(THE RECORDS)
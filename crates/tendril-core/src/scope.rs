use std::cell::{Cell, RefCell};
use std::rc::Rc;

use crate::Dispose;

/// Ownership boundary for cleanups: everything registered here runs once,
/// children first, when the scope is disposed or the last handle drops.
pub struct Scope {
    inner: Rc<ScopeInner>,
}

struct ScopeInner {
    disposers: RefCell<Vec<Box<dyn FnOnce()>>>,
    children: RefCell<Vec<Scope>>,
    disposed: Cell<bool>,
}

impl Default for Scope {
    fn default() -> Self {
        Self::new()
    }
}

impl Scope {
    pub fn new() -> Self {
        Self {
            inner: Rc::new(ScopeInner {
                disposers: RefCell::new(Vec::new()),
                children: RefCell::new(Vec::new()),
                disposed: Cell::new(false),
            }),
        }
    }

    /// Registers a cleanup. On an already disposed scope the cleanup runs
    /// immediately, so late registrations cannot leak.
    pub fn add_disposer(&self, disposer: impl FnOnce() + 'static) {
        if self.inner.disposed.get() {
            log::debug!("scope: disposer added after dispose; running now");
            disposer();
            return;
        }
        self.inner.disposers.borrow_mut().push(Box::new(disposer));
    }

    /// Ties a [`Dispose`] handle to this scope.
    pub fn own(&self, d: Dispose) {
        self.add_disposer(move || d.run());
    }

    pub fn child(&self) -> Scope {
        let child = Scope::new();
        if self.inner.disposed.get() {
            child.inner.disposed.set(true);
        } else {
            self.inner.children.borrow_mut().push(child.clone());
        }
        child
    }

    pub fn is_disposed(&self) -> bool {
        self.inner.disposed.get()
    }

    pub fn pending_disposers(&self) -> usize {
        self.inner.disposers.borrow().len()
    }

    /// Idempotent.
    pub fn dispose(&self) {
        if self.inner.disposed.replace(true) {
            return;
        }
        self.inner.run_all();
    }
}

impl ScopeInner {
    fn run_all(&self) {
        // Dispose children first
        let children = std::mem::take(&mut *self.children.borrow_mut());
        for child in children {
            child.dispose();
        }

        // Disposers registered later are torn down first.
        let disposers = std::mem::take(&mut *self.disposers.borrow_mut());
        for disposer in disposers.into_iter().rev() {
            disposer();
        }
    }
}

impl Clone for Scope {
    fn clone(&self) -> Self {
        Self {
            inner: self.inner.clone(),
        }
    }
}

impl Drop for ScopeInner {
    fn drop(&mut self) {
        if !self.disposed.replace(true) {
            self.run_all();
        }
    }
}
(End THE RECORDS)
• **EXERCISE DESCRIPTION**
Copy, from the material above, each line in which the string "first" occurs.

• **WRITTEN RESPONSE**
/// children first, when the scope is disposed or the last handle drops.
        // Dispose children first
        // Disposers registered later are torn down first.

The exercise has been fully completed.